New Year's Resolutions That Will Help You Pay for College
Once we have all sung “Auld Lang Syne” and celebrated joyously as the ball dropped in Times Square, we really need to think about how to make the best use of the next 365 days. It’s a brand new year and we want to use the allotted time effectively. For parents and students, one topic that should be at the top of the resolution list is saving for college.
Media reports often tout the difficulty of getting a higher education, yet for every college alumnus who is looking at a high amount of student debt, there is usually another graduate who is starting out without those intense money worries. The difference is often in the long-term planning and the approach the student’s family takes to prepare for college. With that in mind, here are some resolutions that families with students of every age group can take to help pay for college.
New Year's Resolutions for College-Bound Students
- Newborns, infants, and toddlers: No, it is not too early to think about college! Many parents make the mistake of thinking they have all the time in the world and are surprised at how quickly it flies. Make a resolution to keep college as a top priority and start saving for it now. You’d be surprised how quickly little amounts saved regularly can add up over 18 years or so. Every thousand dollars saved is a thousand dollars you won’t have to borrow.
- Elementary school: This is the perfect age to have students start learning about how to manage money wisely. Resolve to teach your youngsters about “good” debt and “bad” debt, and the relationship between work and rewards. This will form the foundation for their later beliefs about paying for college.
- Middle school: This is really the time to start thinking about college, instead of waiting until your child is in high school. Start talking about the reality of what a college education costs and how much your family can really afford. Share that there is sufficient time to build a solid resume that will attract admissions and potential scholarships. Help your student start a potential college list, so that you can explore the possibilities as time goes on, and discuss whether they will be a good financial and academic fit.

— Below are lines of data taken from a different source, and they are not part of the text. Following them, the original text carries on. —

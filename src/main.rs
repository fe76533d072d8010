use anyhow::{bail, Context};
use bpmlens::document::{DocumentStore, REFERENCE_FILE, SUBJECT_SUFFIX};
use bpmlens::http::{AppState, HttpServer};
use clap::{Parser, Subcommand};
use std::path::{Path, PathBuf};
use std::sync::Arc;

#[derive(Parser)]
#[command(name = "bpmlens", version, about = "BPM industry insight engine")]
struct Cli {
    /// Directory holding the reference and industry documents
    #[arg(long, default_value = "data", global = true)]
    data_dir: PathBuf,

    #[command(subcommand)]
    command: Option<Commands>,
}

#[derive(Subcommand)]
enum Commands {
    /// Run the interactive console (default)
    Console,
    /// Start the web upload/query server
    Serve {
        /// Port to listen on
        #[arg(long, default_value_t = 8080)]
        port: u16,

        /// Directory for uploaded documents
        #[arg(long, default_value = "uploads")]
        uploads_dir: PathBuf,
    },
}

/// The reference document and at least one subject document must exist
/// before anything else runs. This is the only fatal path.
fn check_seed_files(data_dir: &Path) -> anyhow::Result<()> {
    if !data_dir.join(REFERENCE_FILE).exists() {
        bail!(
            "required data file missing: {:?}",
            data_dir.join(REFERENCE_FILE)
        );
    }

    let has_subject = std::fs::read_dir(data_dir)
        .with_context(|| format!("cannot read data directory {data_dir:?}"))?
        .filter_map(|entry| entry.ok())
        .any(|entry| {
            entry
                .file_name()
                .to_str()
                .is_some_and(|name| name.ends_with(SUBJECT_SUFFIX))
        });
    if !has_subject {
        bail!("no *{SUBJECT_SUFFIX} files found in {data_dir:?}");
    }

    Ok(())
}

#[tokio::main]
async fn main() -> anyhow::Result<()> {
    tracing_subscriber::fmt::init();

    let cli = Cli::parse();
    check_seed_files(&cli.data_dir)?;

    match cli.command.unwrap_or(Commands::Console) {
        Commands::Console => {
            let mut store = DocumentStore::open(&cli.data_dir);
            bpmlens::console::run(&mut store)?;
        }
        Commands::Serve { port, uploads_dir } => {
            let state = Arc::new(AppState::new(
                uploads_dir,
                cli.data_dir.join(REFERENCE_FILE),
            ));
            let server = HttpServer::new(state, port);
            server
                .start()
                .await
                .map_err(|e| anyhow::anyhow!("server error: {e}"))?;
        }
    }

    Ok(())
}
//! Upload ingestion: tabular-to-document normalization
//!
//! Converts flat CSV and spreadsheet data into the nested document shape the
//! rest of the system consumes. Conversion is heuristic and makes no promise
//! that the result matches the schema the answer renderers expect; a
//! mismatched document simply yields empty search results downstream.

pub mod tabular;

pub use tabular::{convert, file_stem, normalize_csv, normalize_workbook};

- High school: Parents of these students must realize that the October FAFSA and the use of prior-prior-year income information requires a new financial mindset. Current high school juniors will be completing their FAFSA in October of 2017 to determine their eligibility for financial aid in 2018. Parents of current high school freshmen and sophomores need to familiarize themselves with the new financial aid timeframes, so they can make any necessary financial adjustments in 2017. Current high school seniors should resolve to carefully review all of their financial aid offers, to learn about the differences between federal and private student loans, and to get thoroughly educated about repayment before using any type of student loans to help pay for college.
- College: For students who will begin college in the fall, and to those who are returning, the best resolution you can make is to be very careful about your use of money. Earn as much as you can, borrow as little as possible, and constantly be on the lookout for ways to cut college costs. If you are graduating this year, start gathering information about your student loans so you will know what kind of income you need to earn to repay them.
- Graduates: It’s been over half a year now since most of you graduated, so you really should be settling into your adult life. If you haven’t got a handle yet on your student loans, make a resolution that you will address this situation immediately. Ignoring it will not make it go away, and defaulting on your loans is a terrible way to start your own life. You need to treat this like any other life challenge, size up your options, make a plan, and move forward.
Don’t ignore these resolutions or let them fall by the side of the road as the year goes on. Review your resolutions each month to make sure you’re on track.